A bark of laughter escaped me, echoing off the marble arches. “Why? Why are you apologizing to me? And why didn’t you tell me before?”

“If you could see your face right now, you’d know why.”

The tears were dripping off my chin then. I just stared at him, open-mouthed and tasting salt.

“Fuck,” he said, smashing a fist on the arm of the couch. “I fucking hate doing this to people. I hate what it does to you, and what it does to me. It makes it so goddamn real, when I’m trying to keep my head down and get by. Get through. Make it to October with a finished installation and…” He gestured to the ceiling above. “This. A legacy. I just want to leave a part of me behind that means something.”

“Your schedule…” I said, using a bit of my sleeve to wipe my face. “Now I get it. But I don’t get why you pushed all your friends away. To spare them? Don’t you think they’d rather decide for themselves? Don’t you think they’d want to be with you…?”

“I know they do,” he said. “I had to tell my mother what I just told you. I have to watch my family and friends count down the minutes whenever they’re with me. The pain in their eyes, the careful words, the hugs goodbye that last a little too long. I take it from Oscar and Dena and Tania, I take it from Theo and my parents… I take it from them because I have to. Anyone else… I can’t stand it. I have my circle and that’s it. I don’t want to tell people outside the circle. I don’t want them to have to find out. I don’t let anyone in…”
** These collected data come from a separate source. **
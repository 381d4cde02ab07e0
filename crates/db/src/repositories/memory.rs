use std::collections::HashMap;

use tokio::sync::RwLock;

use async_trait::async_trait;

use basketry_core::domain::order::Order;
use basketry_core::domain::product::{CustomerId, Product};
use basketry_core::mining::ItemToken;
use basketry_core::{ApplicationError, OrderSource, ProductResolver};

#[derive(Default)]
pub struct InMemoryOrderRepository {
    orders: RwLock<Vec<Order>>,
}

impl InMemoryOrderRepository {
    pub async fn save(&self, order: Order) {
        self.orders.write().await.push(order);
    }

    pub async fn save_all(&self, orders: impl IntoIterator<Item = Order>) {
        self.orders.write().await.extend(orders);
    }
}

#[async_trait]
impl OrderSource for InMemoryOrderRepository {
    async fn load_eligible_orders(&self) -> Result<Vec<Order>, ApplicationError> {
        let orders = self.orders.read().await;
        Ok(orders.iter().filter(|order| order.status.contributes_to_mining()).cloned().collect())
    }

    async fn load_for_customer(
        &self,
        customer: &CustomerId,
    ) -> Result<Vec<Order>, ApplicationError> {
        let orders = self.orders.read().await;
        Ok(orders.iter().filter(|order| order.customer_id == *customer).cloned().collect())
    }

    async fn count_orders(&self) -> Result<u64, ApplicationError> {
        Ok(self.orders.read().await.len() as u64)
    }
}

#[derive(Default)]
pub struct InMemoryProductRepository {
    products: RwLock<HashMap<String, Product>>,
}

impl InMemoryProductRepository {
    pub async fn save(&self, product: Product) {
        self.products.write().await.insert(product.id.0.clone(), product);
    }
}

#[async_trait]
impl ProductResolver for InMemoryProductRepository {
    async fn resolve(&self, token: &ItemToken) -> Result<Option<Product>, ApplicationError> {
        let products = self.products.read().await;

        if let Some(product) = products.get(token.as_str()) {
            return Ok(product.active.then(|| product.clone()));
        }

        Ok(products
            .values()
            .find(|product| product.active && product.name == token.as_str())
            .cloned())
    }
}

#[cfg(test)]
mod tests {
    use chrono::Utc;
    use rust_decimal::Decimal;

    use basketry_core::domain::order::{Order, OrderId, OrderLine, OrderStatus};
    use basketry_core::domain::product::{CustomerId, Product, ProductId};
    use basketry_core::mining::ItemToken;
    use basketry_core::{OrderSource, ProductResolver};

    use super::{InMemoryOrderRepository, InMemoryProductRepository};

    #[tokio::test]
    async fn in_memory_order_repo_filters_eligible_orders() {
        let repo = InMemoryOrderRepository::default();
        repo.save(order("o-1", OrderStatus::Delivered)).await;
        repo.save(order("o-2", OrderStatus::Pending)).await;

        let eligible = repo.load_eligible_orders().await.expect("load orders");

        assert_eq!(eligible.len(), 1);
        assert_eq!(eligible[0].id, OrderId("o-1".to_string()));
        assert_eq!(repo.count_orders().await.expect("count"), 2);
    }

    #[tokio::test]
    async fn in_memory_product_repo_resolves_by_id_and_name() {
        let repo = InMemoryProductRepository::default();
        repo.save(product("prod-1", "Espresso Beans", true)).await;
        repo.save(product("prod-2", "Hand Grinder", false)).await;

        let by_id = repo.resolve(&ItemToken::new("prod-1")).await.expect("resolve");
        assert!(by_id.is_some());

        let by_name = repo.resolve(&ItemToken::new("Espresso Beans")).await.expect("resolve");
        assert_eq!(by_name.map(|p| p.id), Some(ProductId("prod-1".to_string())));

        let inactive = repo.resolve(&ItemToken::new("prod-2")).await.expect("resolve");
        assert!(inactive.is_none());
    }

    fn order(id: &str, status: OrderStatus) -> Order {
        Order {
            id: OrderId(id.to_string()),
            customer_id: CustomerId("cust-1".to_string()),
            status,
            lines: vec![
                line("a"),
                line("b"),
            ],
            placed_at: Utc::now(),
        }
    }

    fn line(product_id: &str) -> OrderLine {
        OrderLine {
            product_id: ProductId(product_id.to_string()),
            name: format!("Product {product_id}"),
            quantity: 1,
            unit_price: Decimal::new(999, 2),
        }
    }

    fn product(id: &str, name: &str, active: bool) -> Product {
        Product {
            id: ProductId(id.to_string()),
            sku: format!("SKU-{id}"),
            name: name.to_string(),
            category: None,
            unit_price: Decimal::new(999, 2),
            active,
        }
    }
}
“And yet,” I said, gulping air, getting a hold of myself. “Here I am.”

“Here you are…” Jonah said, his eyes roaming my face. “Believe me, I didn’t want to let you in. But it was almost as if…”

“What?” I whispered.

“As if I didn’t have a choice,” Jonah said. “I tried to keep the circle closed and my walls up, keep to my routine…But you got in anyway.” He gently swiped a tear from my chin. “You feel it too, right?”

I nodded. “Yes.”

“Kace…” He shook his head, raked his hands through his hair, wrestling with himself. “I don’t want to put you through…what’s going to happen. That’s why I acted like such an asshole earlier tonight. I saw it unfold to the end, and I … I can’t do it to you.”

We sat in silence. People came and went, passing our couch, oblivious to what was happening.

“How do they know it’s four months?” I said. “How can they be that specific?”

“They can tell. Although…”

“Although what?” I said, grasping at the word like a drowning woman for a hunk of life raft.

“I’m supposed to have a biopsy every month. So they can be even more specific. But I stopped going.”